- Tom Emmer introduced a proposal to cut tipped employee wages.
- Tom Emmer thinks servers in restaurants make $100,000 per year.
Minneapolis Star Tribune, July 6, 2010“Republican gubernatorial candidate Tom Emmer rekindled a smoldering debate Monday when he said minimum-wage workers who earn tips should have their wages reduced.
”Minneapolis Star Tribune Editorial, July 7, 2010“Republican gubernatorial candidate Tom Emmer revealed more than he likely intended Monday when he proposed a reduction in the state-mandated minimum wage paid to tipped employees, most of them restaurant servers.
”Minneapolis Star Tribune, July 10, 2010“To all the hospitality workers whom Tom Emmer enraged by suggesting a cut in their base wages, the Republican gubernatorial candidate offered an idea late this week: Let’s meet.$ldquo;Emmer infuriated many restaurant workers Monday when he said he would support reducing the minimum wage for hospitality workers who earn tips.
”Rochester Post Bulletin, July 7, 2010“Rep. Tom Emmer, the GOP’s gubernatorial nominee, on Monday floated the idea of implementing a “tip credit” that would allow restaurant owners to reduce the minimum wage that servers are paid.
”KEYC-TV Mankato, July 7, 2010“A law that permits states to drop the wages of tipped employees like waiters and waitresses to only 2.13 an hour…
“Mankato Free Press, July 10, 2010“Candidate for governor Tom Emmer has been taking some heat for his suggestion that the state do away with the minimum wage for a lot of waiters and bartenders. He proposes that waiters and waitresses who get $30 or more a month in tips could be paid the federal minimum of $2.13 an hour for that business.
”Mary Lahamer on Almanac, July 10. 2010“Tom Emmer made the most news when he said the minimum wage for waiters should be lowered through a tip credit.”
Tom Emmer has not proposed tip credit legislation that cuts anyone’s wages. During a tour of a local restaurant as part of the Freedom and Prosperity Project, Rep. Emmer heard from restaurant owners about the challenges they face growing jobs in this economy.
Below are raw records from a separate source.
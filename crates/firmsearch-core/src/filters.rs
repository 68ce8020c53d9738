//! Structured filters as exchanged with callers and fed to the lexical engine.

use std::collections::BTreeMap;
use std::fmt;

use serde::{Deserialize, Serialize};
use tracing::debug;

/// A single filter operand.
#[derive(Debug, Clone, PartialEq, Serialize, Deserialize)]
#[serde(untagged)]
pub enum ScalarValue {
    Bool(bool),
    Integer(i64),
    Float(f64),
    Text(String),
}

impl ScalarValue {
    pub fn is_numeric(&self) -> bool { matches!(self, ScalarValue::Integer(_) | ScalarValue::Float(_)) }
}

impl fmt::Display for ScalarValue {
    fn fmt(&self, f: &mut fmt::Formatter<'_>) -> fmt::Result {
        match self {
            ScalarValue::Bool(b) => write!(f, "{b}"),
            ScalarValue::Integer(n) => write!(f, "{n}"),
            ScalarValue::Float(x) => write!(f, "{x}"),
            ScalarValue::Text(s) => f.write_str(s),
        }
    }
}

impl From<&str> for ScalarValue {
    fn from(s: &str) -> Self { ScalarValue::Text(s.to_string()) }
}

impl From<String> for ScalarValue {
    fn from(s: String) -> Self { ScalarValue::Text(s) }
}

impl From<i64> for ScalarValue {
    fn from(n: i64) -> Self { ScalarValue::Integer(n) }
}

/// Inclusive bounds; a missing side is unbounded.
#[derive(Debug, Clone, Default, PartialEq, Serialize, Deserialize)]
#[serde(deny_unknown_fields)]
pub struct RangeBounds {
    #[serde(default, skip_serializing_if = "Option::is_none")]
    pub from: Option<ScalarValue>,
    #[serde(default, skip_serializing_if = "Option::is_none")]
    pub to: Option<ScalarValue>,
}

impl RangeBounds {
    pub fn is_unbounded(&self) -> bool { self.from.is_none() && self.to.is_none() }
}

#[derive(Debug, Clone, PartialEq, Serialize, Deserialize)]
#[serde(untagged)]
pub enum FilterValue {
    /// Any of the listed values.
    List(Vec<ScalarValue>),
    Range(RangeBounds),
    Scalar(ScalarValue),
}

impl FilterValue {
    pub fn any_of<I, S>(values: I) -> Self
    where
        I: IntoIterator<Item = S>,
        S: Into<ScalarValue>,
    {
        FilterValue::List(values.into_iter().map(Into::into).collect())
    }

    pub fn range(from: Option<ScalarValue>, to: Option<ScalarValue>) -> Self {
        FilterValue::Range(RangeBounds { from, to })
    }

    pub fn as_list(&self) -> Option<&[ScalarValue]> {
        match self {
            FilterValue::List(values) => Some(values),
            _ => None,
        }
    }
}

/// Field name to filter value. Iteration is ordered by field name.
#[derive(Debug, Clone, Default, PartialEq, Serialize, Deserialize)]
#[serde(transparent)]
pub struct FilterSet(BTreeMap<String, FilterValue>);

impl FilterSet {
    pub fn new() -> Self { Self::default() }

    /// Parse a caller-supplied JSON object; anything malformed yields an empty set.
    pub fn parse_lenient(json: &str) -> Self {
        if json.trim().is_empty() {
            return Self::default();
        }
        match serde_json::from_str::<FilterSet>(json) {
            Ok(filters) => filters,
            Err(e) => {
                debug!("Ignoring malformed filter JSON: {}", e);
                Self::default()
            }
        }
    }

    pub fn insert(&mut self, field: impl Into<String>, value: FilterValue) -> Option<FilterValue> {
        self.0.insert(field.into(), value)
    }

    pub fn with(mut self, field: impl Into<String>, value: FilterValue) -> Self {
        self.insert(field, value);
        self
    }

    pub fn get(&self, field: &str) -> Option<&FilterValue> { self.0.get(field) }
    pub fn contains(&self, field: &str) -> bool { self.0.contains_key(field) }
    pub fn len(&self) -> usize { self.0.len() }
    pub fn is_empty(&self) -> bool { self.0.is_empty() }
    pub fn iter(&self) -> impl Iterator<Item = (&String, &FilterValue)> { self.0.iter() }
}

impl FromIterator<(String, FilterValue)> for FilterSet {
    fn from_iter<T: IntoIterator<Item = (String, FilterValue)>>(iter: T) -> Self {
        Self(iter.into_iter().collect())
    }
}

impl IntoIterator for FilterSet {
    type Item = (String, FilterValue);
    type IntoIter = std::collections::btree_map::IntoIter<String, FilterValue>;

    fn into_iter(self) -> Self::IntoIter { self.0.into_iter() }
}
A tip credit was suggested as a way to help Minnesota businesses stay competitive with other states (43 other states including all of Minnesota’s neighboring states have a tip credit).
Tom was asked if he supported the concept of a tip credit and he responded “yes.” There was no discussion of any detailed plan and certainly no discussion of lowering the current minimum wage for tipped employees from $7.25 to $2.13.
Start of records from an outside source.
use firmsearch_core::filters::{FilterSet, FilterValue, RangeBounds, ScalarValue};
use firmsearch_core::types::SearchMode;
use firmsearch_text::{FilterClause, SortSpec};
use serde::{Deserialize, Serialize};

pub const DEFAULT_PAGE_SIZE: usize = 10;

/// Mode-aware search over free text plus structured filters.
#[derive(Debug, Clone, PartialEq, Serialize, Deserialize)]
#[serde(rename_all = "camelCase", default)]
pub struct ComprehensiveSearchRequest {
    pub query: Option<String>,
    pub filters: FilterSet,
    pub facet_fields: Vec<String>,
    pub sort_field: Option<String>,
    pub sort_direction: Option<String>,
    pub page: usize,
    pub page_size: usize,
    pub return_fields: Vec<String>,
    /// `lexical`, `semantic` or `hybrid`; anything else is lexical.
    pub search_type: Option<String>,
}

impl Default for ComprehensiveSearchRequest {
    fn default() -> Self {
        Self {
            query: None,
            filters: FilterSet::new(),
            facet_fields: Vec::new(),
            sort_field: None,
            sort_direction: None,
            page: 0,
            page_size: DEFAULT_PAGE_SIZE,
            return_fields: Vec::new(),
            search_type: None,
        }
    }
}

impl ComprehensiveSearchRequest {
    pub fn new(query: impl Into<String>) -> Self { Self { query: Some(query.into()), ..Self::default() } }

    pub fn mode(&self) -> SearchMode { self.search_type.as_deref().map_or(SearchMode::Lexical, SearchMode::from_name) }

    pub fn with_mode(mut self, mode: SearchMode) -> Self {
        self.search_type = Some(mode.as_str().to_string());
        self
    }

    /// `None` when no sort field was given; the engine then ranks by relevance.
    pub fn sort(&self) -> Option<SortSpec> {
        let field = self.sort_field.as_deref().map(str::trim).filter(|f| !f.is_empty())?;
        Some(SortSpec::parse(field, self.sort_direction.as_deref()))
    }
}

/// Company size buckets over an employee-count field.
#[derive(Debug, Clone, Copy, PartialEq, Eq, Serialize, Deserialize)]
pub enum CompanySize {
    Large,
    Medium,
    Small,
}

impl CompanySize {
    pub const ALL: [CompanySize; 3] = [CompanySize::Large, CompanySize::Medium, CompanySize::Small];

    pub fn label(self) -> &'static str {
        match self {
            CompanySize::Large => "Large",
            CompanySize::Medium => "Medium",
            CompanySize::Small => "Small",
        }
    }

    /// Exact labels only; unknown buckets are ignored by callers.
    pub fn from_label(label: &str) -> Option<Self> { Self::ALL.into_iter().find(|s| s.label() == label) }

    pub fn bounds(self) -> (Option<i64>, Option<i64>) {
        match self {
            CompanySize::Large => (Some(10_001), None),
            CompanySize::Medium => (Some(1_000), Some(10_000)),
            CompanySize::Small => (None, Some(999)),
        }
    }

    pub fn clause(self, field: &str) -> FilterClause {
        let (from, to) = self.bounds();
        FilterClause::range(field, from, to)
    }
}

#[derive(Debug, Clone, Copy, PartialEq, Eq)]
pub enum LexicalSort {
    Name,
    Size,
    Relevance,
}

impl LexicalSort {
    pub fn from_name(name: &str) -> Self {
        match name {
            "name" => LexicalSort::Name,
            "size" => LexicalSort::Size,
            _ => LexicalSort::Relevance,
        }
    }

    pub fn spec(self) -> SortSpec {
        match self {
            LexicalSort::Name => SortSpec::asc("name_sort"),
            LexicalSort::Size => SortSpec::desc("employees_count"),
            LexicalSort::Relevance => SortSpec::desc("score"),
        }
    }
}

/// The lexical convenience search: fixed filter fields, no query understanding.
#[derive(Debug, Clone, PartialEq, Serialize, Deserialize)]
#[serde(rename_all = "camelCase", default)]
pub struct LexicalSearchRequest {
    pub query: Option<String>,
    pub industry: Vec<String>,
    /// `Large`, `Medium`, `Small`; other labels are ignored.
    pub size: Vec<String>,
    pub country: Option<String>,
    pub city: Option<String>,
    pub founding_year_from: Option<i64>,
    pub founding_year_to: Option<i64>,
    pub tags: Vec<String>,
    pub sort: Option<String>,
    pub page: usize,
    pub page_size: usize,
    pub facet_fields: Vec<String>,
    pub facet_limit: Option<i64>,
}

impl Default for LexicalSearchRequest {
    fn default() -> Self {
        Self {
            query: None,
            industry: Vec::new(),
            size: Vec::new(),
            country: None,
            city: None,
            founding_year_from: None,
            founding_year_to: None,
            tags: Vec::new(),
            sort: None,
            page: 0,
            page_size: DEFAULT_PAGE_SIZE,
            facet_fields: Vec::new(),
            facet_limit: Some(10),
        }
    }
}

impl LexicalSearchRequest {
    pub fn sizes(&self) -> Vec<CompanySize> { self.size.iter().filter_map(|s| CompanySize::from_label(s)).collect() }

    /// Engine filter clauses, one per populated criterion.
    pub fn clauses(&self) -> Vec<FilterClause> {
        let mut clauses = Vec::new();
        if !self.industry.is_empty() {
            clauses.push(any_of("industry", &self.industry));
        }
        let sizes: Vec<FilterClause> = self.sizes().into_iter().map(|s| s.clause("employees_count")).collect();
        if !sizes.is_empty() {
            clauses.push(FilterClause::Either(sizes));
        }
        if let Some(country) = &self.country {
            clauses.push(FilterClause::Equals { field: "country".into(), value: country.as_str().into() });
        }
        if let Some(city) = &self.city {
            clauses.push(FilterClause::Equals { field: "city".into(), value: city.as_str().into() });
        }
        if self.founding_year_from.is_some() || self.founding_year_to.is_some() {
            clauses.push(FilterClause::range("foundingYear", self.founding_year_from, self.founding_year_to));
        }
        if !self.tags.is_empty() {
            clauses.push(any_of("tags", &self.tags));
        }
        clauses
    }

    /// The same criteria as a filter set, for echoing back in query info.
    pub fn filter_set(&self) -> FilterSet {
        let mut filters = FilterSet::new();
        if !self.industry.is_empty() {
            filters.insert("industry", FilterValue::any_of(self.industry.clone()));
        }
        if !self.size.is_empty() {
            filters.insert("size", FilterValue::any_of(self.size.clone()));
        }
        if let Some(country) = &self.country {
            filters.insert("country", FilterValue::Scalar(country.as_str().into()));
        }
        if let Some(city) = &self.city {
            filters.insert("city", FilterValue::Scalar(city.as_str().into()));
        }
        if self.founding_year_from.is_some() || self.founding_year_to.is_some() {
            let bounds = RangeBounds {
                from: self.founding_year_from.map(ScalarValue::from),
                to: self.founding_year_to.map(ScalarValue::from),
            };
            filters.insert("foundingYear", FilterValue::Range(bounds));
        }
        if !self.tags.is_empty() {
            filters.insert("tags", FilterValue::any_of(self.tags.clone()));
        }
        filters
    }
}

fn any_of(field: &str, values: &[String]) -> FilterClause {
    FilterClause::AnyOf { field: field.to_string(), values: values.iter().map(|v| v.as_str().into()).collect() }
}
Tom was also asked by Bill Salisbury of the Pioneer Press if he supported lowering the minimum wage. He answered: “I don’t know that you could do that. I think you have to talk to these guys (business owners). That’s why it’s more in line with a tip credit that you have to be talking about. Plus, you know Bill, you have federal law you have to think about.”
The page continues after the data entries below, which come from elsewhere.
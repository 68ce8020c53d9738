use std::time::{Duration, Instant};

use async_trait::async_trait;
use firmsearch_core::config::EmbeddingSettings;
use firmsearch_core::error::{Error, Result};
use firmsearch_core::http::build_client;
use firmsearch_core::outcome::{DegradeReason, Outcome};
use firmsearch_core::retry::{with_retry, with_timeout, RetryPolicy};
use firmsearch_core::traits::Embedder;
use serde::{Deserialize, Serialize};
use tracing::{debug, warn};

#[derive(Debug, Serialize)]
struct EmbedRequest<'a> {
    text: &'a str,
}

#[derive(Debug, Deserialize)]
struct EmbedResponse {
    embedding: Vec<f32>,
    #[serde(default)]
    processing_time_ms: Option<f64>,
}

/// Remote embedding service: POST `{"text": ...}` returning `{"embedding": [...]}`.
pub struct EmbeddingClient {
    http: reqwest::Client,
    url: String,
    timeout: Duration,
    retry: RetryPolicy,
}

impl EmbeddingClient {
    pub fn new(settings: &EmbeddingSettings, retry: RetryPolicy) -> Result<Self> {
        let timeout = settings.timeout();
        Ok(Self { http: build_client(timeout)?, url: settings.url.clone(), timeout, retry })
    }

    async fn request(&self, text: &str) -> Result<Vec<f32>> {
        with_timeout(self.timeout, async {
            let response = self
                .http
                .post(&self.url)
                .json(&EmbedRequest { text })
                .send()
                .await?
                .error_for_status()?;
            let body = response.bytes().await?;
            let parsed: EmbedResponse = serde_json::from_slice(&body)?;
            if let Some(ms) = parsed.processing_time_ms {
                debug!("Embedding service took {:.1} ms", ms);
            }
            Ok::<Vec<f32>, Error>(parsed.embedding)
        })
        .await
    }
}

#[async_trait]
impl Embedder for EmbeddingClient {
    fn embedder_id(&self) -> &str { &self.url }

    async fn embed(&self, text: &str) -> Outcome<Vec<f32>> {
        if text.trim().is_empty() {
            return Outcome::Empty;
        }
        let started = Instant::now();
        match with_retry(self.retry, "embed", move || self.request(text)).await {
            Ok(vector) if vector.is_empty() => {
                warn!("Embedding service returned an empty vector");
                Outcome::Empty
            }
            Ok(vector) => {
                debug!("Embedded {} chars into {} dims in {:?}", text.len(), vector.len(), started.elapsed());
                Outcome::Success(vector)
            }
            Err(e) => {
                warn!("Embedding unavailable: {}", e);
                Outcome::Degraded(DegradeReason::from(&e))
            }
        }
    }
}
In fact, the last time this issue was debated in the Minnesota legislature, the proposal was to simply keep tipped employees at the current minimum wage while other employees received a $1 per hour increase. Tom Emmer does not support lowering anyone’s wages, tipped or otherwise.
The owners of the restaurant Tom was visiting mentioned that some employees could earn as much as $100,000 in a good year. Tom repeated that number as an example to show how unnecessary the minimum wage is for some tipped workers.
Reporter Martin Moylan of Minnesota Public Radio was at the event and reported it this way:
Emmer said some well-tipped Eagle Street Grille employees are among those making more than $100,000 a year. But one of the grille’s owners said only a “couple” of his 45 or so servers make that much in a good year.
Obviously, Tom Emmer does not think most servers make that much money, and anyone saying he does is spreading false information.
More facts on the minimum wage and tip credit:
- The current minimum wage in Minnesota is $5.25 per hour for small businesses (less than $625,000 in gross revenue) and$6.15 for medium and large businesses (more than $625,000 in gross revenue).
- The federal minimum wage is currently higher than the state minimum wage at $6.25 for small businesses (less than $500,000 in gross revenue) and $7.25 per hour for medium and large businesses (more than $500,000 in gross receipts).
- Most restaurants in Minnesota are large enough to pay their employees the $7.25 minimum wage, meaning most servers in Minnesota earn $7.25 per hour plus tips.
- According the Minnesota Department of Labor, the average wage for tipped employees is $9.36 per hour, which is $2.11 more than the minimum wage.
- According to the Minnesota Restaurant Association, the average wage for tipped employees is $15.43 per hour, which is $8.18 more than the minimum wage.
- All of Minnesota’s neighboring states, all states in the Midwest and 43 states already have a tip credit in place.